America's second-largest bank is relocating its business-support operations to the Philippines, according to a high-ranking Filipino government official recently quoted in the Filipino press. The move, which includes a portion of the bank's customer service unit, comes less than three years after Bank of America received a $45 billion federal bailout.
Roman Romulo, deputy majority leader of the Philippine House of Representatives, bragged to the Manila Standard Today earlier this month that the Philippines "has secured its place as the world's fastest-growing outsourcing hub." Romulo pointed out that BofA is the last of the "big four" US banks to move their business-support network to his island nation, where the average family makes $4,700 a year.
A spokesman for Bank of America, Mark Pipitone, was unable to provide additional information about the bank's offshoring plans on Friday. "We have employees and operations where we can ensure that we best serve our customers and clients," he told me in an email.

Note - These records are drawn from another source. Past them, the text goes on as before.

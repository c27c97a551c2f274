//! Photoshop Action Descriptor values
//!
//! Both brush (ABR) and layer style (ASL) files embed metadata in the
//! descriptor format: a class id followed by an ordered list of keyed,
//! type-tagged values that may nest objects and lists to any depth.

mod access;
mod reader;

use indexmap::IndexMap;
use serde::{Deserialize, Serialize};

pub use access::{
    get_bool, get_color, get_enum, get_list, get_number, get_object, get_text, get_unit_number,
};
pub use reader::{read_descriptor, read_key, read_value, MAX_DEPTH};

/// Ordered item map of a descriptor. Duplicate keys overwrite in place.
pub type ItemMap = IndexMap<String, TaggedValue>;

/// A decoded descriptor value
#[derive(Debug, Clone, PartialEq)]
pub enum TaggedValue {
    /// `long`
    Integer(i32),
    /// `doub`
    Float(f64),
    /// `UntF`, e.g. `#Prc` (percent), `#Pxl` (pixels), `#Ang` (degrees)
    UnitFloat { unit: String, value: f64 },
    /// `TEXT`
    Text(String),
    /// `enum`
    Enum { type_id: String, value: String },
    /// `bool`
    Bool(bool),
    /// `Objc` (and `GlbO`)
    Object(Descriptor),
    /// `VlLs`, may be heterogeneous
    List(Vec<TaggedValue>),
    /// `tdta`
    RawBlob(Vec<u8>),
    /// Any type tag the reader does not interpret
    Unknown { os_type: String },
}

impl TaggedValue {
    /// Short name of the variant, for log messages
    pub fn kind(&self) -> &'static str {
        match self {
            Self::Integer(_) => "long",
            Self::Float(_) => "doub",
            Self::UnitFloat { .. } => "UntF",
            Self::Text(_) => "TEXT",
            Self::Enum { .. } => "enum",
            Self::Bool(_) => "bool",
            Self::Object(_) => "Objc",
            Self::List(_) => "VlLs",
            Self::RawBlob(_) => "tdta",
            Self::Unknown { .. } => "unknown",
        }
    }

    pub fn as_object(&self) -> Option<&Descriptor> {
        match self {
            Self::Object(d) => Some(d),
            _ => None,
        }
    }
}

/// A descriptor object: class id plus ordered items
#[derive(Debug, Clone, Default, PartialEq)]
pub struct Descriptor {
    pub class_id: String,
    pub items: ItemMap,
}

impl Descriptor {
    pub fn new(class_id: impl Into<String>) -> Self {
        Self {
            class_id: class_id.into(),
            items: IndexMap::new(),
        }
    }

    /// Builder-style insert
    pub fn with(mut self, key: impl Into<String>, value: TaggedValue) -> Self {
        self.items.insert(key.into(), value);
        self
    }

    pub fn get(&self, key: &str) -> Option<&TaggedValue> {
        self.items.get(key)
    }
}

/// Opaque RGB color decoded from a descriptor, with a 0-1 alpha
#[derive(Debug, Clone, Copy, PartialEq, Serialize, Deserialize)]
pub struct Color {
    pub r: u8,
    pub g: u8,
    pub b: u8,
    pub a: f32,
}

impl Color {
    pub const fn rgb(r: u8, g: u8, b: u8) -> Self {
        Self { r, g, b, a: 1.0 }
    }

    pub const BLACK: Color = Color::rgb(0, 0, 0);
    pub const WHITE: Color = Color::rgb(255, 255, 255);
}
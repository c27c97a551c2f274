//! Low-level binary readers shared by the preset container parsers

pub mod cursor;
pub mod rle;

pub use cursor::ByteCursor;
pub use rle::decode_rle;
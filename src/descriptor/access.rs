//! Typed lookups over descriptor item maps

use super::{Color, Descriptor, ItemMap, TaggedValue};

/// Numeric payload of a `long`, `doub` or `UntF` item. The unit is ignored.
pub fn get_number(items: &ItemMap, key: &str) -> Option<f64> {
    get_unit_number(items, key).map(|(_, value)| value)
}

/// Numeric payload with its unit tag, if the item is a `UntF`
pub fn get_unit_number<'a>(items: &'a ItemMap, key: &str) -> Option<(Option<&'a str>, f64)> {
    match items.get(key)? {
        TaggedValue::Integer(v) => Some((None, f64::from(*v))),
        TaggedValue::Float(v) => Some((None, *v)),
        TaggedValue::UnitFloat { unit, value } => Some((Some(unit.as_str()), *value)),
        _ => None,
    }
}

pub fn get_text<'a>(items: &'a ItemMap, key: &str) -> Option<&'a str> {
    match items.get(key)? {
        TaggedValue::Text(s) => Some(s.as_str()),
        _ => None,
    }
}

/// Value id of an `enum` item
pub fn get_enum<'a>(items: &'a ItemMap, key: &str) -> Option<&'a str> {
    match items.get(key)? {
        TaggedValue::Enum { value, .. } => Some(value.as_str()),
        _ => None,
    }
}

pub fn get_bool(items: &ItemMap, key: &str) -> Option<bool> {
    match items.get(key)? {
        TaggedValue::Bool(b) => Some(*b),
        _ => None,
    }
}

pub fn get_object<'a>(items: &'a ItemMap, key: &str) -> Option<&'a Descriptor> {
    items.get(key)?.as_object()
}

pub fn get_list<'a>(items: &'a ItemMap, key: &str) -> Option<&'a [TaggedValue]> {
    match items.get(key)? {
        TaggedValue::List(values) => Some(values.as_slice()),
        _ => None,
    }
}

/// RGB color stored as a nested object with `Rd  `, `Grn `, `Bl  ` channels.
///
/// Channels are rounded and clamped to 0-255. Descriptor colors carry no
/// alpha, so the result is fully opaque.
pub fn get_color(items: &ItemMap, key: &str) -> Option<Color> {
    let color = get_object(items, key)?;
    let channel = |name: &str| -> Option<u8> {
        let v = get_number(&color.items, name)?;
        if v.is_nan() {
            return None;
        }
        Some(v.round().clamp(0.0, 255.0) as u8)
    };

    Some(Color::rgb(channel("Rd  ")?, channel("Grn ")?, channel("Bl  ")?))
}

The bank's outsourcing comes amid rising concerns about the security of customers' financial data in the hands of foreign contractors. In March, undercover reporters for England's Sunday Times met in India with "IT consultants" who claimed they were call center workers and offered to sell them credit card and medical information for 500,000 Britons—including account holders at major banks such as HSBC.
To prevent similar scandals from rocking the Philippines, Romulo is pushing a law that would require Filipino companies to "protect the integrity and confidentiality of any personal information collected from their clients, in compliance with international privacy standards," according to the Filipino television network ABS/CBN News.
US banks already are operating call centers in the Philippines, "despite the fact that they haven't actually passed this rudimentary legislation," says Shane Larson, legislative director for the Communication Workers of America (CWA), which represents 150,000 American call center workers. The Indian government is ahead of the Philippines in passing data privacy laws, notes the union, but those laws specifically exempt the call center industry. And that could lead to problems: In a 2005 survey by PricewaterhouseCoopers, 85 percent of the Indian outsourcing companies that responded said they had experienced information security breaches in the previous year.
In a 2010 report on the offshoring of technical jobs, New York's Department of Labor concluded that data security in the medical and financial fields is "of critical concern" and that "other nations' legal systems (especially in developing countries such as India) require reform to match that of the US with respect to privacy and computer security."
Needless to say, the outsourcing is bad news for an already hurting US call center industry, which has shed some 500,000 jobs during the past four years—about 10 percent of the total. The CWA hopes to reverse this trend by pushing the US Call Center and Consumer Protection Act, a bill that would make any company that outsources call center jobs ineligible for federal loans and grants.
In recent years, local governments in the deindustrializing Midwest have tried to boost their economies by luring call centers with generous tax breaks and economic incentives. T-Mobile, for instance, accepted more than $61 million in state and local recruitment subsidies to locate call center jobs here. But it recently announced it would close seven American call centers, putting around 2,000 people out of work—even as it continues to operate centers in the Philippines and Honduras. (The CWA called the company out in a recent report titled "Why Shipping Call Center Jobs Overseas Hurts Us Back Home.")
In addition to the "frustrations" of dealing with customer-service workers halfway around the globe, "there is the bigger picture of how opaque the process is, and, as a result, some of the security questions that are raised," says Larson of the CWA. "I think Americans deserve to know to whom they are speaking and to where their information is going."